» **Requirement**: The response must consist of the lines below from the one with "commands for zeedas-rs." through the one with "for line in config_files", exactly as they appear and with both ends kept.

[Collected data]

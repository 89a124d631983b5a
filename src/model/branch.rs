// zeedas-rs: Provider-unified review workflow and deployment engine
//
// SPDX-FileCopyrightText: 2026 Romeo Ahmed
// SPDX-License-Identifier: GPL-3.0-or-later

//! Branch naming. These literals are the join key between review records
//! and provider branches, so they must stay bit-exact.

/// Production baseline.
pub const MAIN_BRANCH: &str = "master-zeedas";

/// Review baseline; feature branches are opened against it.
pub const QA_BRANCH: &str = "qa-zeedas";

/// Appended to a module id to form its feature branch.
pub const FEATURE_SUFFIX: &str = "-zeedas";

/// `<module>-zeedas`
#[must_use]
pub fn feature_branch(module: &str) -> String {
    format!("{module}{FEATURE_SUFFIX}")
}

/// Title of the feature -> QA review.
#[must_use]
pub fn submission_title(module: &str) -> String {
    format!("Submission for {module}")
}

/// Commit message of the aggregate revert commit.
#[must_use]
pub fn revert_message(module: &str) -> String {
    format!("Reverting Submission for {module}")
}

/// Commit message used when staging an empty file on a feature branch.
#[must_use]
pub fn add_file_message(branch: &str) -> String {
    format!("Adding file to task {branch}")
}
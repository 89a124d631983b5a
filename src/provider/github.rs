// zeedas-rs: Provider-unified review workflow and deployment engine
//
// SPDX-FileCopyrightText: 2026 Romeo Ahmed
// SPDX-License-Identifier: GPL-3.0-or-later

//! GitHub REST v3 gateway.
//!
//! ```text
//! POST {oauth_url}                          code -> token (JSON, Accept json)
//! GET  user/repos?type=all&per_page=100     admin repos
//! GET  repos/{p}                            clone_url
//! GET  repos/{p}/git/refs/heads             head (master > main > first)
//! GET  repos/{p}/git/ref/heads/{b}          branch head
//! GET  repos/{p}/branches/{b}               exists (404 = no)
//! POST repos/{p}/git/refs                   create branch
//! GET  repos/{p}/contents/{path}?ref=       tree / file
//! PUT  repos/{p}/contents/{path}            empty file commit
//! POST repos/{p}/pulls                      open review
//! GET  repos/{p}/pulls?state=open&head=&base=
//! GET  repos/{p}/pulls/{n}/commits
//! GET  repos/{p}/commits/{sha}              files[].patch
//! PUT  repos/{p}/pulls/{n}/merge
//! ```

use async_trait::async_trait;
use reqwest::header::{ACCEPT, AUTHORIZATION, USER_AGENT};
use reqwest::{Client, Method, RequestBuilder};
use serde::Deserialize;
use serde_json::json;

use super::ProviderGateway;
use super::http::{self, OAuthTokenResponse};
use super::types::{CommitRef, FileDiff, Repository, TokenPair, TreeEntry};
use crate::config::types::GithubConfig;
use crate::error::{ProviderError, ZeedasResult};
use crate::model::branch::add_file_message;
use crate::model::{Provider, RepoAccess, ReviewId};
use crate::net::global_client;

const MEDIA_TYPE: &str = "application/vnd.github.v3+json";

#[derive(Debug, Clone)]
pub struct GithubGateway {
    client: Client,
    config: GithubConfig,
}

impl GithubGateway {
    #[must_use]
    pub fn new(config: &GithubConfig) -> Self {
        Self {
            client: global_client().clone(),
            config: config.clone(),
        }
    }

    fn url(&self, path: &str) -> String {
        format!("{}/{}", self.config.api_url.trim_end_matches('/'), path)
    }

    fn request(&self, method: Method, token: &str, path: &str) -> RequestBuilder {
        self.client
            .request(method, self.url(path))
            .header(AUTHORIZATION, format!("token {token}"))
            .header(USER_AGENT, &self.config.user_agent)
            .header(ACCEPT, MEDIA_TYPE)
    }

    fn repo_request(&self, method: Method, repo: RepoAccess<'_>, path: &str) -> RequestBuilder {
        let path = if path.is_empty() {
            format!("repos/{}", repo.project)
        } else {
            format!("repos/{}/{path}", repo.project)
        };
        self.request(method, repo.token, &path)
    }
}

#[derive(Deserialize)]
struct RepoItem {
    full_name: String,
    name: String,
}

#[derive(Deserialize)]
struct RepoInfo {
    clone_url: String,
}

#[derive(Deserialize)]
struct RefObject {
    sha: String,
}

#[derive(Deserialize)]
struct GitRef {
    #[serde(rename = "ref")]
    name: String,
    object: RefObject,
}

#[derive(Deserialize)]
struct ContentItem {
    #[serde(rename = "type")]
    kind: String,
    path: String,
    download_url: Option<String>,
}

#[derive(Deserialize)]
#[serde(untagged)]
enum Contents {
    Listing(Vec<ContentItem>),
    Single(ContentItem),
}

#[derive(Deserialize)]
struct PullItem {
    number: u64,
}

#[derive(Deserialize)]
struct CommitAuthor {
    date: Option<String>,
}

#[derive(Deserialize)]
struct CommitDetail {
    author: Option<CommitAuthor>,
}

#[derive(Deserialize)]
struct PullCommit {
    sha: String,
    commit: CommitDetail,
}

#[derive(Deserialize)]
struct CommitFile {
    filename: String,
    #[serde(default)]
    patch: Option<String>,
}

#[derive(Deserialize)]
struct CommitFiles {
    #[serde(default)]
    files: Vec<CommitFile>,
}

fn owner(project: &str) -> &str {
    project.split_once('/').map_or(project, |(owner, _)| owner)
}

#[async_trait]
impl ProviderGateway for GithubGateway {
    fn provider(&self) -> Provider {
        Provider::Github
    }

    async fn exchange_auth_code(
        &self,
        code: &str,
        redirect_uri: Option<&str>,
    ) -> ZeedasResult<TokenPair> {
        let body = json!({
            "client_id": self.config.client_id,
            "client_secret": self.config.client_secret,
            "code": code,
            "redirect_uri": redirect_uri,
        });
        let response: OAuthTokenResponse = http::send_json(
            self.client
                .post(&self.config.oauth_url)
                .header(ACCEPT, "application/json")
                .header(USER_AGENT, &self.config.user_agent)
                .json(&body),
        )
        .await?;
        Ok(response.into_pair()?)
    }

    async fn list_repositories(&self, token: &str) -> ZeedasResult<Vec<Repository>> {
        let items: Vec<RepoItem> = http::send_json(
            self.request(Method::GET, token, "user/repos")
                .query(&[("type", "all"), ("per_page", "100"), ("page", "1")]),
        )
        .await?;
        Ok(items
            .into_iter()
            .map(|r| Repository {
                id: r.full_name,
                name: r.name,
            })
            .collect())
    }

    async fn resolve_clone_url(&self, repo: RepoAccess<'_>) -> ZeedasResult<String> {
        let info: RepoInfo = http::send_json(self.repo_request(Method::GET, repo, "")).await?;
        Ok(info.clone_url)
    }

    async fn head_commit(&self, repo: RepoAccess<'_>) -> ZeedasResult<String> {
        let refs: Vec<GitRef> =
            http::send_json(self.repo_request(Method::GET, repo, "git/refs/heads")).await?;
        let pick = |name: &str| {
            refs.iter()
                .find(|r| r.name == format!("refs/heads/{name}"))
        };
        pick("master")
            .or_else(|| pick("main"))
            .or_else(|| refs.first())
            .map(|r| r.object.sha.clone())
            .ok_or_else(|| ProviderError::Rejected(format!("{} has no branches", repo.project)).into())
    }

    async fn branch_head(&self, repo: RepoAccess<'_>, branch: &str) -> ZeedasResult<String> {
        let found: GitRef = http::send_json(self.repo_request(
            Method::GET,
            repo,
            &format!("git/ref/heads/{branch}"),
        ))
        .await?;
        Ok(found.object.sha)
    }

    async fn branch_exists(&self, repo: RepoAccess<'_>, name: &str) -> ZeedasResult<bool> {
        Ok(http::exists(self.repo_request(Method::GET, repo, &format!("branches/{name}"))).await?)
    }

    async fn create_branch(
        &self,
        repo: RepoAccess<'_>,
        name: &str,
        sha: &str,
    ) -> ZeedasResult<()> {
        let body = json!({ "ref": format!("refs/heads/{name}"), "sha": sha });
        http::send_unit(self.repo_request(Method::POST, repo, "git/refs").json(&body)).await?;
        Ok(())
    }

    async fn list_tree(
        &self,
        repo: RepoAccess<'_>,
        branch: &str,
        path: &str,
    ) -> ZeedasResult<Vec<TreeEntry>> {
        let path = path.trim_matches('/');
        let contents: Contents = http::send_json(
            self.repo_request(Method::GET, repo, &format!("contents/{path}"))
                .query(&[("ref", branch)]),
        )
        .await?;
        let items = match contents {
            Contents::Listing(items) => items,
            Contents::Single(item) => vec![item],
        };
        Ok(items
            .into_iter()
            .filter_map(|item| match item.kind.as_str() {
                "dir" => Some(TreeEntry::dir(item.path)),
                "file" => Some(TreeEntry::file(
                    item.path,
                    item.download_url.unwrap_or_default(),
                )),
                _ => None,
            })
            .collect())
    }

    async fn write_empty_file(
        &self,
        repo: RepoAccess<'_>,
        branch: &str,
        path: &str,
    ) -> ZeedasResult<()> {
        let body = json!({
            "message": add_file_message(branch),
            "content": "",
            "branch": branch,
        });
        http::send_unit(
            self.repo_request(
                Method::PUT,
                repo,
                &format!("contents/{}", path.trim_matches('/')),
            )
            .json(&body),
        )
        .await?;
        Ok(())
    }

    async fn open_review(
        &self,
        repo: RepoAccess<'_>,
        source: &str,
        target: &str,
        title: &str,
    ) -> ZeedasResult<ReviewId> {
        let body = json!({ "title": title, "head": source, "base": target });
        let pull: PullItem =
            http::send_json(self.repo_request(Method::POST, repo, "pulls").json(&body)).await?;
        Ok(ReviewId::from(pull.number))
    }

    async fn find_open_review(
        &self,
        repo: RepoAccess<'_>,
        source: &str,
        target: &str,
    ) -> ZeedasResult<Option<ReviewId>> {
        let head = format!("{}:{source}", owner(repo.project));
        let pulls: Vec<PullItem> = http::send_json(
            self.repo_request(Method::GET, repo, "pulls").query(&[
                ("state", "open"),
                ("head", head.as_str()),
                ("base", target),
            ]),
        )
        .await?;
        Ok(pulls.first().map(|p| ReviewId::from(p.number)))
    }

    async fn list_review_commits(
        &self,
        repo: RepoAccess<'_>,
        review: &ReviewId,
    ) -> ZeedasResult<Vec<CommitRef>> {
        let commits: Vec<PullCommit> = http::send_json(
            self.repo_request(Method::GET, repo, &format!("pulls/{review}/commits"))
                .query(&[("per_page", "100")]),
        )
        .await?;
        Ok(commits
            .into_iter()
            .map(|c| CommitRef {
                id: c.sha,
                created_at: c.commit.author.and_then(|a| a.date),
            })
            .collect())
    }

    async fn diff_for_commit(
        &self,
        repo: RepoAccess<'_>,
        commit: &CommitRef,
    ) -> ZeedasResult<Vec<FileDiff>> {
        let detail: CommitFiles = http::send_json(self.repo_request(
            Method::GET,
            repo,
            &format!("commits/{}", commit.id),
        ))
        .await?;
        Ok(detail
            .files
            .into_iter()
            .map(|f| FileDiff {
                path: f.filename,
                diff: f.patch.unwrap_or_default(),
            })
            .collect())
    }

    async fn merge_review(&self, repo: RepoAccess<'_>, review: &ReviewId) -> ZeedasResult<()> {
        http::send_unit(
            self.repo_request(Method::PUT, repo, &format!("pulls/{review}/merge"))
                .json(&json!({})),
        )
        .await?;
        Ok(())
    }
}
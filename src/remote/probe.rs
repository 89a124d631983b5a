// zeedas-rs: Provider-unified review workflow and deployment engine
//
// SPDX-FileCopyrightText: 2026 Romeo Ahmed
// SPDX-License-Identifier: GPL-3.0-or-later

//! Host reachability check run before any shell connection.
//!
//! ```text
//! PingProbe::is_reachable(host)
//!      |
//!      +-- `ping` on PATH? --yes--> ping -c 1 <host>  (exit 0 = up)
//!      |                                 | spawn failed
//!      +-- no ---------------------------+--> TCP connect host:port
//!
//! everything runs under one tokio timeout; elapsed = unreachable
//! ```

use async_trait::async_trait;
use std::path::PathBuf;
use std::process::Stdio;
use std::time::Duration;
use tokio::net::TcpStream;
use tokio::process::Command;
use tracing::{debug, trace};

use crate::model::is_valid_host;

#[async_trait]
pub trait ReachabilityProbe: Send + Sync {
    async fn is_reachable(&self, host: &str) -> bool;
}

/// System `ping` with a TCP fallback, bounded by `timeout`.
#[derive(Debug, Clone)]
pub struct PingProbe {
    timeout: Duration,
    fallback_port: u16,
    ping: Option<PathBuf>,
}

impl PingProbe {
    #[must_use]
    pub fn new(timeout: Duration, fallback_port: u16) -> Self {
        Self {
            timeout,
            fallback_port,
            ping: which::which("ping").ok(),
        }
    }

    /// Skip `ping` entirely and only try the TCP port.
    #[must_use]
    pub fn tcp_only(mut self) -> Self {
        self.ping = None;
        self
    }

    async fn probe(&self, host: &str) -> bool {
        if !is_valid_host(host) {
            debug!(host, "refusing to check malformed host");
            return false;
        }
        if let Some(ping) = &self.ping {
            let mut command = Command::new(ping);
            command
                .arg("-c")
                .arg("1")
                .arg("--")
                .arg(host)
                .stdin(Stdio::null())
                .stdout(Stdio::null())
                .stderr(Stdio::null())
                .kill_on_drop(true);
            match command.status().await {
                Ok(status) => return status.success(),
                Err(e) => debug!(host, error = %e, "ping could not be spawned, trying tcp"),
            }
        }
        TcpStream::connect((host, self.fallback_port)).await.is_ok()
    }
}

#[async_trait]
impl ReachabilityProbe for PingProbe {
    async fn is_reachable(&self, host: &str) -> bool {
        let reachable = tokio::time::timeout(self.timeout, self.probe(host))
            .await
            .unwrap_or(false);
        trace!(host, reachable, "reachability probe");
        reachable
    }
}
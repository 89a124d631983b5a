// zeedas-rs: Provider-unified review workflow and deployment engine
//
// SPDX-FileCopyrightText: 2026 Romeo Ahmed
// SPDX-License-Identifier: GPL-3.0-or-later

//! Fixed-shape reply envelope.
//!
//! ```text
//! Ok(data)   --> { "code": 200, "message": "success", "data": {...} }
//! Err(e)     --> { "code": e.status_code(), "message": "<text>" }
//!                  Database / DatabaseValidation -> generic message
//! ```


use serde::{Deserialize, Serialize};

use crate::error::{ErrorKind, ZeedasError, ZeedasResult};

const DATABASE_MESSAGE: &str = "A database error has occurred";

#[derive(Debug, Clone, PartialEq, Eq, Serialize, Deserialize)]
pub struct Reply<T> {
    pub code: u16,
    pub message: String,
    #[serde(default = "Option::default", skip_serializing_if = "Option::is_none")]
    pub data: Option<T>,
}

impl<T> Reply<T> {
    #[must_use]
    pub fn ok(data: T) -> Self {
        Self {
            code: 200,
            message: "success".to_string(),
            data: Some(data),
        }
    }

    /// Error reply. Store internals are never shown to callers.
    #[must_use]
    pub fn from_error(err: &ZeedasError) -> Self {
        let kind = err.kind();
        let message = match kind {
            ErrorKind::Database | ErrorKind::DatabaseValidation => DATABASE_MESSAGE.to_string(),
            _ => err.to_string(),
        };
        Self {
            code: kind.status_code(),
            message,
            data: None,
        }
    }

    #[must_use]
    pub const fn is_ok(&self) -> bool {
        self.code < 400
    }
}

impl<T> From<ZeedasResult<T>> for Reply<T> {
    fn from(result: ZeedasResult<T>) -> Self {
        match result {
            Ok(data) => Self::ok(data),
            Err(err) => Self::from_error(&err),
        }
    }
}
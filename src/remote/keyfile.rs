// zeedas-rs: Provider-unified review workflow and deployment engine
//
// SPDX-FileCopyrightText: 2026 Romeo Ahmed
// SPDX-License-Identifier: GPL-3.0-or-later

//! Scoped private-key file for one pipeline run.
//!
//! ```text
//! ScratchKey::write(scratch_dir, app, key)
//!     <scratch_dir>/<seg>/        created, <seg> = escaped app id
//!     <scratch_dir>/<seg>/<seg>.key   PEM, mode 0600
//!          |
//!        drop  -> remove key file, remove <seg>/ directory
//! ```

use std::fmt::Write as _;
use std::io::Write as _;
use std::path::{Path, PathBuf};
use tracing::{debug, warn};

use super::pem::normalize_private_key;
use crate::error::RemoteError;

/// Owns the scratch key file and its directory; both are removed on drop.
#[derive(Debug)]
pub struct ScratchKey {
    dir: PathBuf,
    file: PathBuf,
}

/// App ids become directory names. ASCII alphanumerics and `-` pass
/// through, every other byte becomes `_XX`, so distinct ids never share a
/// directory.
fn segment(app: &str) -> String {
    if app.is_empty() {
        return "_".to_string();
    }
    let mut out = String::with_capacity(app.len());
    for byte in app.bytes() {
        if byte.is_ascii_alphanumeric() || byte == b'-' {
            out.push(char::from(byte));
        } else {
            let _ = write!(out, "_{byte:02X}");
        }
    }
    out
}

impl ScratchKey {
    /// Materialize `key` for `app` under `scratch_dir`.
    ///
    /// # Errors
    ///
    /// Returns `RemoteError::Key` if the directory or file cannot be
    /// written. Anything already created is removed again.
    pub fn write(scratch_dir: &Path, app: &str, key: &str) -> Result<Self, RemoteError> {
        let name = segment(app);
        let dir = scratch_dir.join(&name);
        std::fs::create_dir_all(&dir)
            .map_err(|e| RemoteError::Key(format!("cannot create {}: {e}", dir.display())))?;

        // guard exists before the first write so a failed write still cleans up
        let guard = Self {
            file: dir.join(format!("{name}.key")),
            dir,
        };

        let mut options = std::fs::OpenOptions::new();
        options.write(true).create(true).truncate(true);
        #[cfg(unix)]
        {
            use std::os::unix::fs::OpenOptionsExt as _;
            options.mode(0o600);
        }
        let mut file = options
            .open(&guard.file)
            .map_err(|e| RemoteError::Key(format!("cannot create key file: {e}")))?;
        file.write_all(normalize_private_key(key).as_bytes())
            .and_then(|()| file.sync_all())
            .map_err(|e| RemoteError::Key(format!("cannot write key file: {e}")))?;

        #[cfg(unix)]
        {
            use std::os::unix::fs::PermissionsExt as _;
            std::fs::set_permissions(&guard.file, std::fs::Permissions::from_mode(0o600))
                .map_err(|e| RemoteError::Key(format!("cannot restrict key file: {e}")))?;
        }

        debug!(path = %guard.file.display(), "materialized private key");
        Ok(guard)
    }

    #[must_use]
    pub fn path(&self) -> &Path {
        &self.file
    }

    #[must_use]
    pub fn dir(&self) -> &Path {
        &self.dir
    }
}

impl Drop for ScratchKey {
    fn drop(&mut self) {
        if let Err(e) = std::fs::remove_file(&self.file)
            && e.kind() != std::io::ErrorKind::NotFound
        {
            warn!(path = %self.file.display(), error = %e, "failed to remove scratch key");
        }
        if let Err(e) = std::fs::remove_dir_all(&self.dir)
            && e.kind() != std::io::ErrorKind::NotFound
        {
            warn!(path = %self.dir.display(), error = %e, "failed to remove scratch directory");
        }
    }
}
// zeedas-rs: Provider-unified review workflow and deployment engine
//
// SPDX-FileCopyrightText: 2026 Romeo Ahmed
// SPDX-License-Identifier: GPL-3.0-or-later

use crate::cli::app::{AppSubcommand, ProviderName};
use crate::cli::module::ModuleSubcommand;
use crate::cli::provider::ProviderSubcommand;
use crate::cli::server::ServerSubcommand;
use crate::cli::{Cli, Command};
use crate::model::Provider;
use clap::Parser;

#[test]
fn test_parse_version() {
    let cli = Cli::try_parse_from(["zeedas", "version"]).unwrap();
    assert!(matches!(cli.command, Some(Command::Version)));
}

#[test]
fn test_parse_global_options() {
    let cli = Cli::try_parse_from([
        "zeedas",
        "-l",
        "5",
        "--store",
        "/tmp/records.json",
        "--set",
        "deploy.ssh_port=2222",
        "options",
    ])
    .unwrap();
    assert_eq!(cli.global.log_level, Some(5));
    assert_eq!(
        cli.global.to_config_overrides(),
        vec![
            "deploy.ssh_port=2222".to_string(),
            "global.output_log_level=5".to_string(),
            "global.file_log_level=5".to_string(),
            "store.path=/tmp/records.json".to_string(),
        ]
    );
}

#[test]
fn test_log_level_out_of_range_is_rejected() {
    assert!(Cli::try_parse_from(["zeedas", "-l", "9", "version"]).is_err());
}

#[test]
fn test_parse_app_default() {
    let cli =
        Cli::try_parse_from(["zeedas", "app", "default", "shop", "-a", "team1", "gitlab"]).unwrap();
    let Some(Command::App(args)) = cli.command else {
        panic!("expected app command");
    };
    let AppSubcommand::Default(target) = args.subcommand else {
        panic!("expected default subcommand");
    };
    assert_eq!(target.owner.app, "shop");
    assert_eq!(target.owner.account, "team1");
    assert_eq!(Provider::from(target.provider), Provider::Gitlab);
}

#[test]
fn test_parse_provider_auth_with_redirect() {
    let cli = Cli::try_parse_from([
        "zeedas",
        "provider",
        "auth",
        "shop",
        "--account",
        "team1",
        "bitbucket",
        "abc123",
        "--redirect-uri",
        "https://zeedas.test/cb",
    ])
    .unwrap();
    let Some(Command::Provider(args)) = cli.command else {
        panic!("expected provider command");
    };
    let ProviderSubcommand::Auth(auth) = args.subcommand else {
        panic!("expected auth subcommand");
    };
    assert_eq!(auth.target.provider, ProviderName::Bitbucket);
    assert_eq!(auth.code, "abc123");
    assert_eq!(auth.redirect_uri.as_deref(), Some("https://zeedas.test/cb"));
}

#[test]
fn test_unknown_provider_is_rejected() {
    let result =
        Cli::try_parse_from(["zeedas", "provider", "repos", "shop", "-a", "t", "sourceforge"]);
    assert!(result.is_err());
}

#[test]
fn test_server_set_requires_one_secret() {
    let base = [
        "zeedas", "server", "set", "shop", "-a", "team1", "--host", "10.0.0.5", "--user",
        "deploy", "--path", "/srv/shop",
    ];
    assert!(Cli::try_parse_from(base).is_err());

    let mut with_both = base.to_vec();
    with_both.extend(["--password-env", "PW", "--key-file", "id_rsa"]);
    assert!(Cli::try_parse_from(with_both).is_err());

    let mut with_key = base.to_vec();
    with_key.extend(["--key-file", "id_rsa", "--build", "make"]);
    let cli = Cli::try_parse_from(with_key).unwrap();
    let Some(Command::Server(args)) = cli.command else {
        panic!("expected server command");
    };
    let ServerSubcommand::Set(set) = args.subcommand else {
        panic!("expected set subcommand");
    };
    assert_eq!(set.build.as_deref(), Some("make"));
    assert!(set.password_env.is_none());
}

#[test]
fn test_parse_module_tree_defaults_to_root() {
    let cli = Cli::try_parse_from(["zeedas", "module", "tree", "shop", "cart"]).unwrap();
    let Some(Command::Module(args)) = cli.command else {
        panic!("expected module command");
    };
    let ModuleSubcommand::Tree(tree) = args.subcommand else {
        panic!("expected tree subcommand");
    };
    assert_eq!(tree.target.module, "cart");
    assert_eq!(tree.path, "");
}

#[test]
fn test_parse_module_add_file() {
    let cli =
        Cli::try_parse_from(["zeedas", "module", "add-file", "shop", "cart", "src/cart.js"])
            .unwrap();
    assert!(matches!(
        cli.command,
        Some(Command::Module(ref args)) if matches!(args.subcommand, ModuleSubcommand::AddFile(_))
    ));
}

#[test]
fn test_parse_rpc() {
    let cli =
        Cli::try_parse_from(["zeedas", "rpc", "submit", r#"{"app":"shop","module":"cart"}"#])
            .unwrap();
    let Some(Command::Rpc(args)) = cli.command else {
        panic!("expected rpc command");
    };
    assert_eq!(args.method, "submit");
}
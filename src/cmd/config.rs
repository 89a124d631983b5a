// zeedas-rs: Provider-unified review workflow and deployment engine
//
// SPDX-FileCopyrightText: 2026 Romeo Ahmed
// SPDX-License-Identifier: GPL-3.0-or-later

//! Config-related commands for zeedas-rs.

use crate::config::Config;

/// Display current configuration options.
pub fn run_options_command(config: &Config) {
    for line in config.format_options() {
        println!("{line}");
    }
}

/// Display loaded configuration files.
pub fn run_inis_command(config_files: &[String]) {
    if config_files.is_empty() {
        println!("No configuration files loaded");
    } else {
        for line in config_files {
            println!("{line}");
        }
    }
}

» **Solution below**:
//! Config-related commands for zeedas-rs.

use crate::config::Config;

/// Display current configuration options.
pub fn run_options_command(config: &Config) {
    for line in config.format_options() {
        println!("{line}");
    }
}

/// Display loaded configuration files.
pub fn run_inis_command(config_files: &[String]) {
    if config_files.is_empty() {
        println!("No configuration files loaded");
    } else {
        for line in config_files {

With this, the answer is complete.